A Guest Post and Book Giveaway by the Authors of ‘Murder at Teal’s Pond’

Debbi Mack
Crime Cafe Podcast and Magazine
6 min readOct 16, 2023

Hi! Yes, I know what it says. “Book Review”!

Well, the book review is coming. In fact, I’m not sure why it isn’t already up, because I finished this book a while back. I probably lost the recording of the review when my computer crashed, because I remember recording it. Oh, well. I promise you that I either have or definitely will review this book, assuming I don’t collapse or die quietly without anyone noticing. Maybe a few people. Fine, okay. But enough about all that.

This excerpt is actually a series of posts. You might even call it a web series, because it is on the Web (we used to capitalize it, remember?).

The authors are also giving away three copies of the book (which I highly recommend or will, at any rate, at some point). Just email your entry to David Bushman at dbbushman@gmail.com.

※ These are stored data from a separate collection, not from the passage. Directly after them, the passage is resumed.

use crate::cli::{Cli, OutputFormat, VerbosityLevel};
use crate::manifest::GrammarSource;
use crate::rules::{RuleId, RuleSettings, access_guard, encoding};
use serde::{Deserialize, Serialize};
use std::path::{Path, PathBuf};
use std::time::Duration;
use thiserror::Error;

/// Trait for abstracting environment variable access
pub trait EnvProvider {
    fn get(&self, key: &str) -> Option<String>;
}

/// System environment variable provider for production use
pub struct SystemEnvProvider;

impl EnvProvider for SystemEnvProvider {
    fn get(&self, key: &str) -> Option<String> {
        std::env::var(key).ok()
    }
}

#[derive(Error, Debug)]
pub enum ConfigError {
    #[error("IO error: {0}")]
    Io(#[from] std::io::Error),

    #[error("TOML parsing error: {0}")]
    TomlParsing(#[from] toml::de::Error),

    #[error("JSON parsing error: {0}")]
    JsonParsing(#[from] serde_json::Error),

    #[error("Configuration validation error: {0}")]
    Validation(String),

    #[error("Environment variable error: {0}")]
    Environment(String),

    #[error("Unsupported configuration file format: {0}")]
    UnsupportedFormat(String),
}

pub type Result<T> = std::result::Result<T, ConfigError>;

/// Main application configuration
#[derive(Debug, Clone, Serialize, Deserialize, PartialEq, Default)]
#[serde(default)]
pub struct Config {
    pub scan: ScanConfig,
    pub rules: RulesConfig,
    pub output: OutputConfig,
    pub logging: LoggingConfig,
}

/// Which files are checked and how
#[derive(Debug, Clone, Serialize, Deserialize, PartialEq)]
#[serde(default)]
pub struct ScanConfig {
    /// Number of concurrent checks
    pub threads: Option<usize>,
    /// Per-file check timeout in seconds
    pub timeout_seconds: u64,
    /// Include patterns (glob syntax)
    pub include_patterns: Vec<String>,
    /// Exclude patterns (glob syntax)
    pub exclude_patterns: Vec<String>,
    /// Maximum directory depth (None = unlimited)
    pub max_depth: Option<usize>,
}

/// Rule selection and rule parameters
#[derive(Debug, Clone, Serialize, Deserialize, PartialEq)]
#[serde(default)]
pub struct RulesConfig {
    /// Rule ids to run
    pub enabled: Vec<String>,
    /// Function names flagged by the encoding rule
    pub encodings: Vec<String>,
    /// Constants accepted by the access guard rule
    pub constants: Vec<String>,
    /// Grammar directory replacing the bundled grammars
    pub grammar_dir: Option<PathBuf>,
}

/// Output configuration
#[derive(Debug, Clone, Serialize, Deserialize, PartialEq, Default)]
#[serde(default)]
pub struct OutputConfig {
    pub format: OutputFormatConfig,
    pub verbose: bool,
    /// Quiet mode (errors only)
    pub quiet: bool,
}

#[derive(Debug, Clone, Serialize, Deserialize, PartialEq)]
#[serde(default)]
pub struct LoggingConfig {
    /// `tracing` filter directive
    pub level: String,
}

/// Output format configuration (serializable version of CLI OutputFormat)
#[derive(Debug, Clone, Copy, Serialize, Deserialize, PartialEq, Default)]
#[serde(rename_all = "lowercase")]
pub enum OutputFormatConfig {
    #[default]
    Human,
    Json,
    Summary,
}

impl From<OutputFormat> for OutputFormatConfig {
    fn from(format: OutputFormat) -> Self {
        match format {
            OutputFormat::Human => OutputFormatConfig::Human,
            OutputFormat::Json => OutputFormatConfig::Json,
            OutputFormat::Summary => OutputFormatConfig::Summary,
        }
    }
}

impl From<OutputFormatConfig> for OutputFormat {
    fn from(format: OutputFormatConfig) -> Self {
        match format {
            OutputFormatConfig::Human => OutputFormat::Human,
            OutputFormatConfig::Json => OutputFormat::Json,
            OutputFormatConfig::Summary => OutputFormat::Summary,
        }
    }
}

impl Default for ScanConfig {
    fn default() -> Self {
        Self {
            threads: None,
            timeout_seconds: 30,
            include_patterns: vec![],
            exclude_patterns: vec![],
            max_depth: None,
        }
    }
}

impl Default for RulesConfig {
    fn default() -> Self {
        Self {
            enabled: RuleId::ALL.iter().map(|id| id.to_string()).collect(),
            encodings: encoding::DEFAULT_ENCODINGS
                .iter()
                .map(|s| s.to_string())
                .collect(),
            constants: access_guard::DEFAULT_CONSTANTS
                .iter()
                .map(|s| s.to_string())
                .collect(),
            grammar_dir: None,
        }
    }
}

impl Default for LoggingConfig {
    fn default() -> Self {
        Self {
            level: "warn".to_string(),
        }
    }
}

const CONFIG_NAMES: [&str; 4] = [
    "extcheck.toml",
    "extcheck.json",
    ".extcheck.toml",
    ".extcheck.json",
];

/// Configuration manager for loading and merging configurations
pub struct ConfigManager;

impl ConfigManager {
    /// Load configuration with precedence: defaults -> file -> environment -> CLI
    pub async fn load_config(cli: &Cli) -> Result<Config> {
        Self::load_config_with(cli, &SystemEnvProvider).await
    }

    pub async fn load_config_with(cli: &Cli, env: &impl EnvProvider) -> Result<Config> {
        let mut config = Config::default();

        if let Some(config_path) = &cli.config {
            let file_config = Self::load_from_file(config_path).await?;
            config = Self::merge_configs(config, file_config);
        } else if let Some(found_config) = Self::find_config_file().await? {
            config = Self::merge_configs(config, found_config);
        }

        config = Self::apply_environment_overrides_with(env, config)?;

        // CLI arguments have the highest precedence
        config = Self::merge_with_cli(config, cli);

        Self::validate_config(&config)?;

        Ok(config)
    }

    /// Load configuration from a file (TOML or JSON)
    pub async fn load_from_file(path: &Path) -> Result<Config> {
        let content = tokio::fs::read_to_string(path).await?;

        match path.extension().and_then(|ext| ext.to_str()) {
            Some("toml") => Ok(toml::from_str(&content)?),
            Some("json") => Ok(serde_json::from_str(&content)?),
            Some(ext) => Err(ConfigError::UnsupportedFormat(ext.to_string())),
            None => {
                // Try TOML first, then JSON
                if let Ok(config) = toml::from_str::<Config>(&content) {
                    Ok(config)
                } else {
                    Ok(serde_json::from_str(&content)?)
                }
            }
        }
    }

    /// Find configuration file in standard locations
    pub async fn find_config_file() -> Result<Option<Config>> {
        let mut dirs_to_search = vec![PathBuf::from(".")];
        if let Some(config_dir) = dirs::config_dir() {
            dirs_to_search.push(config_dir.join("extcheck"));
        }

        for dir in dirs_to_search {
            if let Some(config) = Self::find_config_in(&dir).await? {
                return Ok(Some(config));
            }
        }

        Ok(None)
    }

    /// First standard configuration file found in `dir`
    pub async fn find_config_in(dir: &Path) -> Result<Option<Config>> {
        for name in &CONFIG_NAMES {
            let path = dir.join(name);
            if path.exists() {
                tracing::debug!("Using configuration file {}", path.display());
                return Ok(Some(Self::load_from_file(&path).await?));
            }
        }
        Ok(None)
    }

    /// Apply environment variable overrides using the system environment
    pub fn apply_environment_overrides(config: Config) -> Result<Config> {
        Self::apply_environment_overrides_with(&SystemEnvProvider, config)
    }

    /// Apply environment variable overrides with a custom environment provider
    pub fn apply_environment_overrides_with(
        env: &impl EnvProvider,
        mut config: Config,
    ) -> Result<Config> {
        // Scan settings
        if let Some(threads) = env.get("EXTCHECK_THREADS") {
            config.scan.threads = Some(parse_env("EXTCHECK_THREADS", &threads)?);
        }

        if let Some(timeout) = env.get("EXTCHECK_TIMEOUT") {
            config.scan.timeout_seconds = parse_env("EXTCHECK_TIMEOUT", &timeout)?;
        }

        // Rule settings
        if let Some(rules) = env.get("EXTCHECK_RULES") {
            config.rules.enabled = crate::cli::split_list(&rules);
        }

        if let Some(encodings) = env.get("EXTCHECK_ENCODINGS") {
            config.rules.encodings = crate::cli::split_list(&encodings);
        }

        if let Some(constants) = env.get("EXTCHECK_CONSTANTS") {
            config.rules.constants = crate::cli::split_list(&constants);
        }

        if let Some(grammar_dir) = env.get("EXTCHECK_GRAMMAR_DIR") {
            config.rules.grammar_dir = Some(PathBuf::from(grammar_dir));
        }

        // Output settings
        if let Some(verbose) = env.get("EXTCHECK_VERBOSE") {
            config.output.verbose = parse_env("EXTCHECK_VERBOSE", &verbose)?;
        }

        if let Some(quiet) = env.get("EXTCHECK_QUIET") {
            config.output.quiet = parse_env("EXTCHECK_QUIET", &quiet)?;
        }

        if let Some(format) = env.get("EXTCHECK_FORMAT") {
            config.output.format = match format.to_lowercase().as_str() {
                "human" => OutputFormatConfig::Human,
                "json" => OutputFormatConfig::Json,
                "summary" => OutputFormatConfig::Summary,
                _ => {
                    return Err(ConfigError::Environment(format!(
                        "Invalid EXTCHECK_FORMAT value: {}",
                        format
                    )));
                }
            };
        }

        if let Some(level) = env.get("EXTCHECK_LOG") {
            config.logging.level = level;
        }

        Ok(config)
    }

    /// Merge CLI arguments with configuration (CLI takes precedence)
    ///
    /// Only flags that were actually given override the configuration.
    pub fn merge_with_cli(mut config: Config, cli: &Cli) -> Config {
        if cli.threads.is_some() {
            config.scan.threads = cli.threads;
        }
        if let Some(timeout) = cli.timeout {
            config.scan.timeout_seconds = timeout;
        }
        if !cli.include_patterns.is_empty() {
            config.scan.include_patterns = cli.include_patterns.clone();
        }
        if !cli.exclude_patterns.is_empty() {
            config.scan.exclude_patterns = cli.exclude_patterns.clone();
        }
        if cli.max_depth.is_some() {
            config.scan.max_depth = cli.max_depth;
        }

        if let Some(rules) = cli.get_rules() {
            config.rules.enabled = rules;
        }
        if let Some(encodings) = cli.get_encodings() {
            config.rules.encodings = encodings;
        }
        if let Some(constants) = cli.get_constants() {
            config.rules.constants = constants;
        }
        if let Some(grammar_dir) = &cli.grammar_dir {
            config.rules.grammar_dir = Some(grammar_dir.clone());
        }

        if let Some(format) = cli.format {
            config.output.format = format.into();
        }
        // Either flag settles verbosity on its own
        if cli.verbose || cli.quiet {
            config.output.verbose = cli.verbose;
            config.output.quiet = cli.quiet;
        }

        if let Some(level) = &cli.log_level {
            config.logging.level = level.clone();
        }

        config
    }

    /// Merge two configurations (second takes precedence for non-None values)
    pub fn merge_configs(mut base: Config, override_config: Config) -> Config {
        if override_config.scan.threads.is_some() {
            base.scan.threads = override_config.scan.threads;
        }
        base.scan.timeout_seconds = override_config.scan.timeout_seconds;
        if !override_config.scan.include_patterns.is_empty() {
            base.scan.include_patterns = override_config.scan.include_patterns;
        }
        if !override_config.scan.exclude_patterns.is_empty() {
            base.scan.exclude_patterns = override_config.scan.exclude_patterns;
        }
        if override_config.scan.max_depth.is_some() {
            base.scan.max_depth = override_config.scan.max_depth;
        }

        base.rules.enabled = override_config.rules.enabled;
        base.rules.encodings = override_config.rules.encodings;
        base.rules.constants = override_config.rules.constants;
        if override_config.rules.grammar_dir.is_some() {
            base.rules.grammar_dir = override_config.rules.grammar_dir;
        }

        base.output = override_config.output;
        base.logging = override_config.logging;

        base
    }

    /// Validate configuration values
    pub fn validate_config(config: &Config) -> Result<()> {
        if let Some(threads) = config.scan.threads {
            if threads == 0 {
                return Err(ConfigError::Validation(
                    "Number of threads must be greater than 0".to_string(),
                ));
            }
            if threads > 1000 {
                return Err(ConfigError::Validation(
                    "Number of threads cannot exceed 1000".to_string(),
                ));
            }
        }

        if config.scan.timeout_seconds == 0 {
            return Err(ConfigError::Validation(
                "Timeout must be greater than 0".to_string(),
            ));
        }

        if config.output.verbose && config.output.quiet {
            return Err(ConfigError::Validation(
                "Cannot enable both verbose and quiet modes".to_string(),
            ));
        }

        if config.rules.enabled.is_empty() {
            return Err(ConfigError::Validation(
                "At least one rule must be enabled".to_string(),
            ));
        }
        Self::enabled_rules(config)?;

        Ok(())
    }

    /// Enabled rule ids, in configured order
    pub fn enabled_rules(config: &Config) -> Result<Vec<RuleId>> {
        config
            .rules
            .enabled
            .iter()
            .map(|name| {
                name.parse::<RuleId>()
                    .map_err(|e| ConfigError::Validation(e.to_string()))
            })
            .collect()
    }

    /// Settings the rule set is built from
    pub fn rule_settings(config: &Config) -> Result<RuleSettings> {
        Ok(RuleSettings {
            enabled: Self::enabled_rules(config)?,
            encodings: config.rules.encodings.clone(),
            constants: config.rules.constants.clone(),
        })
    }

    pub fn grammar_source(config: &Config) -> GrammarSource {
        match &config.rules.grammar_dir {
            Some(dir) => GrammarSource::Directory(dir.clone()),
            None => GrammarSource::Bundled,
        }
    }

    /// Get the effective thread count
    pub fn get_thread_count(config: &Config) -> usize {
        config.scan.threads.unwrap_or_else(num_cpus::get)
    }

    /// Per-file check timeout
    pub fn get_timeout_duration(config: &Config) -> Duration {
        Duration::from_secs(config.scan.timeout_seconds)
    }

    pub fn verbosity(config: &Config) -> VerbosityLevel {
        if config.output.quiet {
            VerbosityLevel::Quiet
        } else if config.output.verbose {
            VerbosityLevel::Verbose
        } else {
            VerbosityLevel::Normal
        }
    }
}

fn parse_env<T: std::str::FromStr>(key: &str, value: &str) -> Result<T> {
    value
        .trim()
        .parse()
        .map_err(|_| ConfigError::Environment(format!("Invalid {} value: {}", key, value)))
}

So … get ready for the excerpt from the book that was the inspiration for one of my own favorite shows, Twin Peaks!

The book is the true crime story, Murder at Teal’s Pond, by Davis Bushman and Mark T. Givens.

Here we go then:

Foreword

Mark Frost

What’s the first “ghost story” you remember? One that left marks, if not scars. That gripped you with your singular chill of mortality introducing itself.

Mine came by way of my maternal grandmother — one for whom the words ‘colorful’ and ‘strange’ don’t begin to do justice — a more than apt stand-in for the archetype of the crone, one of mythology’s eternal guides to the underworld. Former head of the WPA’s Music Division and a charter member of the OSS in London during WW2, Betty Lawson Calhoun was brilliant, complicated, queer, and an inveterate fabulist.

Her family were city folks, her father an accomplished engineer and professor at Rensselaer Polytechnic Institute in Troy, New York, a then thriving industrial hub just upriver from Albany. When the Spanish Flu pandemic devastated the country in 1918, Thomas Lawson decided to move his wife and two young daughters to the country. On a rustic, rugged, heavily wooded plateau 20 miles to the southeast, near the shores of an idyllic, arrowheaded alpine lake, he bought a decaying 18th century farmhouse. He transformed it into a substantial ten-room home, bought up most of the raw acreage around the shoreline, built roads and a windmill, selling lots or cabins to friends and colleagues, soon creating a lively, upper middleclass summer retreat community.

Life for the fortunate families on the shores of that lake changed forever and for good. For the mountain folk surrounding them, who’d been living in isolation on that plateau for seven generations, little changed. They worked for the newcomers, but kept their distance, eking out a hardscrabble living from the land, logging, making charcoal, and, during Prohibition, moonshine. Two different worlds.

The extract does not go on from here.